La chambre commerciale du tribunal judiciaire, statuant le 4 novembre 2025, est saisie d’une demande d’ouverture de sauvegarde. La société, active dans l’agencement commercial et la négoce, sollicite cette procédure préventive. Le tribunal, après examen, ouvre la période d’observation pour six mois. Il nomme également les organes de la procédure et ordonne les premières mesures d’instruction.

L’appréciation des difficultés insurmontables
La décision repose sur une qualification juridique des difficultés de la société. Le juge applique les critères légaux de l’article L. 620-1 du code de commerce sans les détailler ici. Cette appréciation souveraine conditionne l’accès au dispositif de sauvegarde. Elle permet une intervention préventive avant la cessation des paiements. La jurisprudence antérieure confirme cette approche préventive du traitement des difficultés.

La notion de difficultés insurmontables est ainsi interprétée largement.
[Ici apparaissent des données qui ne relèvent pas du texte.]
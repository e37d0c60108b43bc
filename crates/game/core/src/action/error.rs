use crate::error::{ErrorSeverity, GameError};
use crate::state::{CombatantId, Outcome};

/// Why a target was refused.
#[derive(Clone, Copy, Debug, PartialEq, Eq, strum::Display)]
pub enum TargetIssue {
    #[strum(to_string = "no such combatant")]
    Missing,
    #[strum(to_string = "target is already down")]
    Defeated,
}

/// Reasons an action can be rejected. A rejected action changes nothing.
#[derive(Clone, Debug, PartialEq, Eq, thiserror::Error)]
pub enum ActionError {
    #[error("not enough MP: requires {required}, has {available}")]
    InsufficientMp { required: u32, available: u32 },

    #[error("invalid target {target}: {issue}")]
    InvalidTarget {
        target: CombatantId,
        issue: TargetIssue,
    },

    #[error("unknown spell '{0}'")]
    UnknownSpell(String),

    #[error("{actor} does not know spell '{spell}'")]
    SpellNotKnown { actor: CombatantId, spell: String },

    #[error("it is {expected}'s turn, not {got}'s")]
    WrongActor {
        expected: CombatantId,
        got: CombatantId,
    },

    #[error("combatant {0} does not exist")]
    UnknownActor(CombatantId),

    #[error("{actor} cannot act: {reason}")]
    ActorNotReady {
        actor: CombatantId,
        reason: &'static str,
    },

    #[error("battle already ended in {0}")]
    BattleOver(Outcome),
}

impl ActionError {
    pub fn missing_target(target: CombatantId) -> Self {
        Self::InvalidTarget {
            target,
            issue: TargetIssue::Missing,
        }
    }

    pub fn defeated_target(target: CombatantId) -> Self {
        Self::InvalidTarget {
            target,
            issue: TargetIssue::Defeated,
        }
    }
}

impl GameError for ActionError {
    fn severity(&self) -> ErrorSeverity {
        match self {
            Self::InsufficientMp { .. } | Self::InvalidTarget { .. } => ErrorSeverity::Recoverable,
            Self::UnknownSpell(_) | Self::SpellNotKnown { .. } | Self::WrongActor { .. } => {
                ErrorSeverity::Validation
            }
            Self::UnknownActor(_) | Self::ActorNotReady { .. } | Self::BattleOver(_) => {
                ErrorSeverity::Internal
            }
        }
    }

    fn error_code(&self) -> &'static str {
        match self {
            Self::InsufficientMp { .. } => "ACTION_INSUFFICIENT_MP",
            Self::InvalidTarget { .. } => "ACTION_INVALID_TARGET",
            Self::UnknownSpell(_) => "ACTION_UNKNOWN_SPELL",
            Self::SpellNotKnown { .. } => "ACTION_SPELL_NOT_KNOWN",
            Self::WrongActor { .. } => "ACTION_WRONG_ACTOR",
            Self::UnknownActor(_) => "ACTION_UNKNOWN_ACTOR",
            Self::ActorNotReady { .. } => "ACTION_ACTOR_NOT_READY",
            Self::BattleOver(_) => "ACTION_BATTLE_OVER",
        }
    }
}

#[cfg(test)]
mod tests {
    use super::*;

    #[test]
    fn resolution_errors_are_recoverable() {
        let mp = ActionError::InsufficientMp {
            required: 10,
            available: 2,
        };
        assert!(mp.severity().is_recoverable());
        assert_eq!(mp.error_code(), "ACTION_INSUFFICIENT_MP");

        let target = ActionError::defeated_target(CombatantId(1));
        assert!(target.severity().is_recoverable());
        assert_eq!(
            target.to_string(),
            "invalid target #1: target is already down"
        );
    }

    #[test]
    fn protocol_errors_are_internal() {
        let err = ActionError::BattleOver(Outcome::Victory);
        assert!(err.severity().is_internal());
        assert!(!err.severity().is_recoverable());
    }
}
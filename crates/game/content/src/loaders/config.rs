//! Battle rules loader.

use std::path::Path;

use anyhow::Context;
use battle_core::BattleConfig;

use crate::loaders::{LoadResult, read_file};

/// Loader for [`BattleConfig`] from TOML files.
///
/// Missing keys take their defaults, so an empty file yields the standard rules.
pub struct ConfigLoader;

impl ConfigLoader {
    pub fn load(path: &Path) -> LoadResult<BattleConfig> {
        let content = read_file(path)?;
        Self::parse(&content).with_context(|| format!("in {}", path.display()))
    }

    pub fn parse(content: &str) -> LoadResult<BattleConfig> {
        let config: BattleConfig = toml::from_str(content)
            .map_err(|e| anyhow::anyhow!("Failed to parse config TOML: {}", e))?;
        config.validate()?;
        Ok(config)
    }
}

#[cfg(test)]
mod tests {
    use battle_core::ConfigurationError;

    use super::*;

    #[test]
    fn empty_file_gives_defaults() {
        assert_eq!(ConfigLoader::parse("").unwrap(), BattleConfig::default());
    }

    #[test]
    fn partial_override() {
        let config = ConfigLoader::parse("gauge_rate = 2\nlog_capacity = 8\n").unwrap();
        assert_eq!(config.gauge_rate, 2);
        assert_eq!(config.log_capacity, 8);
        assert_eq!(config.gauge_max, BattleConfig::DEFAULT_GAUGE_MAX);
    }

    #[test]
    fn zero_gauge_max_is_a_configuration_error() {
        let err = ConfigLoader::parse("gauge_max = 0").unwrap_err();
        assert_eq!(
            err.downcast_ref::<ConfigurationError>(),
            Some(&ConfigurationError::ZeroConfigValue { field: "gauge_max" })
        );
    }
}
//! Enemy roster source that never fails.
use tracing::{debug, warn};

use battle_content::{CombatantTemplate, ContentError, EnemyProvider, FallbackTable};
use battle_core::GameError;

/// Wraps a primary [`EnemyProvider`] and degrades to the [`FallbackTable`]
/// whenever it errors or hands back an unusable roster.
pub struct ResilientEnemySource<P> {
    primary: P,
}

impl<P: EnemyProvider> ResilientEnemySource<P> {
    pub fn new(primary: P) -> Self {
        Self { primary }
    }

    /// Roster for `biome`. Always non-empty and validated.
    pub fn roster(&self, biome: &str) -> Vec<CombatantTemplate> {
        match self.primary.roster(biome).and_then(|roster| checked(biome, roster)) {
            Ok(roster) => {
                debug!(target: "runtime::content", biome, enemies = roster.len(), "enemy roster ready");
                roster
            }
            Err(error) => {
                warn!(
                    target: "runtime::content",
                    biome,
                    code = error.error_code(),
                    %error,
                    "enemy provider failed; using fallback table"
                );
                vec![FallbackTable::template(biome)]
            }
        }
    }

    pub fn primary(&self) -> &P {
        &self.primary
    }
}

fn checked(
    biome: &str,
    roster: Vec<CombatantTemplate>,
) -> Result<Vec<CombatantTemplate>, ContentError> {
    if roster.is_empty() {
        return Err(ContentError::EmptyRoster(biome.to_owned()));
    }
    roster.into_iter().map(CombatantTemplate::validated).collect()
}

impl<P: EnemyProvider> EnemyProvider for ResilientEnemySource<P> {
    fn roster(&self, biome: &str) -> Result<Vec<CombatantTemplate>, ContentError> {
        Ok(ResilientEnemySource::roster(self, biome))
    }
}
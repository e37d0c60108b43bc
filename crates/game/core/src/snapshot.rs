//! Read-only views of a battle for presentation layers.
//!
//! Snapshots are plain data detached from the engine: renderers can hold on to
//! them without borrowing the battle state.

use crate::config::BattleConfig;
use crate::env::Element;
use crate::state::{BattleState, Combatant, CombatantId, Outcome, Side};

/// Display data for one combatant.
#[derive(Clone, Debug, PartialEq, Eq)]
#[cfg_attr(feature = "serde", derive(serde::Serialize, serde::Deserialize))]
pub struct CombatantView {
    pub id: CombatantId,
    pub name: String,
    pub side: Side,
    pub hp: u32,
    pub max_hp: u32,
    pub mp: u32,
    pub max_mp: u32,
    pub gauge: u32,
    pub gauge_max: u32,
    pub weakness: Option<Element>,
    pub alive: bool,
}

impl CombatantView {
    fn new(id: CombatantId, combatant: &Combatant, gauge_max: u32) -> Self {
        Self {
            id,
            name: combatant.name.clone(),
            side: combatant.side,
            hp: combatant.hp.current,
            max_hp: combatant.hp.maximum,
            mp: combatant.mp.current,
            max_mp: combatant.mp.maximum,
            gauge: combatant.gauge,
            gauge_max,
            weakness: combatant.weakness,
            alive: combatant.is_alive(),
        }
    }

    pub fn is_ready(&self) -> bool {
        self.alive && self.gauge >= self.gauge_max
    }
}

/// Battle-wide view captured after a resolved action.
#[derive(Clone, Debug, PartialEq, Eq)]
#[cfg_attr(feature = "serde", derive(serde::Serialize, serde::Deserialize))]
pub struct BattleSnapshot {
    pub tick: u64,
    pub actions: u64,
    pub outcome: Outcome,
    pub combatants: Vec<CombatantView>,
    /// Newest log messages, oldest first.
    pub log_tail: Vec<String>,
}

impl BattleSnapshot {
    pub fn capture(state: &BattleState, config: &BattleConfig, log_tail: usize) -> Self {
        Self {
            tick: state.tick,
            actions: state.action_nonce,
            outcome: state.outcome,
            combatants: state
                .iter()
                .map(|(id, c)| CombatantView::new(id, c, config.gauge_max))
                .collect(),
            log_tail: state
                .log
                .tail(log_tail)
                .map(|entry| entry.message.clone())
                .collect(),
        }
    }

    pub fn side(&self, side: Side) -> impl Iterator<Item = &CombatantView> {
        self.combatants.iter().filter(move |view| view.side == side)
    }
}
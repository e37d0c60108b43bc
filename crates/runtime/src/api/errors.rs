//! Unified error types surfaced by the runtime API.
//!
//! Wraps failures from battle setup, action providers and the engine so
//! clients can bubble them up with consistent context.
use thiserror::Error;

use battle_core::{ActionError, CombatantId, ConfigurationError, Side};

pub type Result<T> = std::result::Result<T, RuntimeError>;

/// Failure of an [`crate::ActionProvider`] to produce a choice.
#[derive(Debug, Error)]
pub enum ProviderError {
    /// The player asked to leave the battle.
    #[error("player quit the battle")]
    Quit,

    #[error("no scripted action left for {actor}")]
    Exhausted { actor: CombatantId },

    #[error("failed to read player input")]
    Io(#[from] std::io::Error),
}

#[derive(Debug, Error)]
pub enum RuntimeError {
    #[error("{side} action provider not set")]
    ProviderNotSet { side: Side },

    #[error("controller requires a battle state or both rosters before building")]
    MissingRoster,

    #[error("failed to set up battle")]
    Setup(#[from] ConfigurationError),

    #[error("battle did not finish within {limit} ticks")]
    TickLimitExceeded { limit: u64 },

    #[error("battle aborted on {actor}'s turn")]
    Aborted { actor: CombatantId },

    #[error("{side} action provider failed")]
    Provider {
        side: Side,
        #[source]
        source: ProviderError,
    },

    /// The engine refused an action for a reason a re-prompt cannot fix.
    #[error(transparent)]
    Engine(#[from] ActionError),
}

impl RuntimeError {
    pub(crate) fn from_provider(side: Side, actor: CombatantId, error: ProviderError) -> Self {
        match error {
            ProviderError::Quit => Self::Aborted { actor },
            source => Self::Provider { side, source },
        }
    }
}
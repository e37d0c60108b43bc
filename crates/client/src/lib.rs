//! Terminal client for the ATB battle simulator.
//!
//! Reads configuration from the environment, loads built-in or on-disk
//! content, asks for a biome and runs one battle with the player on stdin and
//! the seeded AI on the enemy side.
pub mod app;
pub mod config;
pub mod generator;
pub mod input;
pub mod logging;
pub mod render;

pub use app::{Content, Ending};
pub use config::ClientConfig;
pub use input::TerminalActionProvider;
pub use render::TextRenderer;
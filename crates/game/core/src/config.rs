use crate::error::ConfigurationError;

/// Battle rule constants and tunable parameters.
#[derive(Clone, Debug, PartialEq, Eq)]
#[cfg_attr(feature = "serde", derive(serde::Serialize, serde::Deserialize))]
#[cfg_attr(feature = "serde", serde(default))]
pub struct BattleConfig {
    /// Gauge value at which a combatant becomes ready to act.
    pub gauge_max: u32,

    /// Gauge gained per tick for each point of Speed.
    ///
    /// Every combatant uses the same rate, so accrual stays monotonic in Speed.
    pub gauge_rate: u32,

    /// Maximum number of entries retained by the battle log.
    pub log_capacity: usize,

    /// Flat reduction applied to physical attacks. Damage never drops below 1.
    pub attack_mitigation: u32,
}

impl BattleConfig {
    pub const DEFAULT_GAUGE_MAX: u32 = 100;
    pub const DEFAULT_GAUGE_RATE: u32 = 1;
    pub const DEFAULT_LOG_CAPACITY: usize = 32;
    pub const DEFAULT_ATTACK_MITIGATION: u32 = 0;

    pub fn new() -> Self {
        Self {
            gauge_max: Self::DEFAULT_GAUGE_MAX,
            gauge_rate: Self::DEFAULT_GAUGE_RATE,
            log_capacity: Self::DEFAULT_LOG_CAPACITY,
            attack_mitigation: Self::DEFAULT_ATTACK_MITIGATION,
        }
    }

    pub fn with_log_capacity(mut self, log_capacity: usize) -> Self {
        self.log_capacity = log_capacity;
        self
    }

    pub fn with_gauge_rate(mut self, gauge_rate: u32) -> Self {
        self.gauge_rate = gauge_rate;
        self
    }

    pub fn with_attack_mitigation(mut self, attack_mitigation: u32) -> Self {
        self.attack_mitigation = attack_mitigation;
        self
    }

    /// Rejects values that would stall the scheduler or disable the log.
    pub fn validate(&self) -> Result<(), ConfigurationError> {
        if self.gauge_max == 0 {
            return Err(ConfigurationError::ZeroConfigValue { field: "gauge_max" });
        }
        if self.gauge_rate == 0 {
            return Err(ConfigurationError::ZeroConfigValue { field: "gauge_rate" });
        }
        if self.log_capacity == 0 {
            return Err(ConfigurationError::ZeroConfigValue {
                field: "log_capacity",
            });
        }
        Ok(())
    }
}

impl Default for BattleConfig {
    fn default() -> Self {
        Self::new()
    }
}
Elle ne suppose pas l’état de cessation des paiements mais sa menace probable. « Attendu toutefois, que l’entreprise justifie de difficultés au sens de l’article L.620-1 du code de commerce qu’elle n’est pas en mesure de surmonter et qui sont de nature à la conduire à la cessation des paiements ; » (Tribunal de commerce de commerce de Compiègne, le 9 avril 2025, n°2025G00002). Cette citation éclaire le standard probatoire exigé du débiteur. La décision commentée s’inscrit dans cette ligne jurisprudentielle établie.

L’encadrement strict de la période d’observation
Le tribunal organise méticuleusement le déroulement futur de la procédure. Il fixe la période d’observation à six mois pour élaborer un plan. Un premier rapport sur les capacités financières doit être déposé rapidement. Une audience de contrôle est immédiatement calendée pour le 4 novembre 2025. Ces mesures visent à garantir une procédure dynamique et encadrée dans le temps.

La célérité imposée répond à l’objectif de préservation de l’actif et de l’activité. Le juge ordonne aussi l’inventaire et la prisée dans un délai d’un mois. Le mandataire judiciaire doit quant à lui vérifier les créances en douze mois. Ce calendrier serré traduit la volonté d’une administration judiciaire efficace. Il permet de préparer dans les meilleurs délais les solutions de redressement.

Source : Cour de cassation – Base Open Data « Judilibre » & « Légifrance ».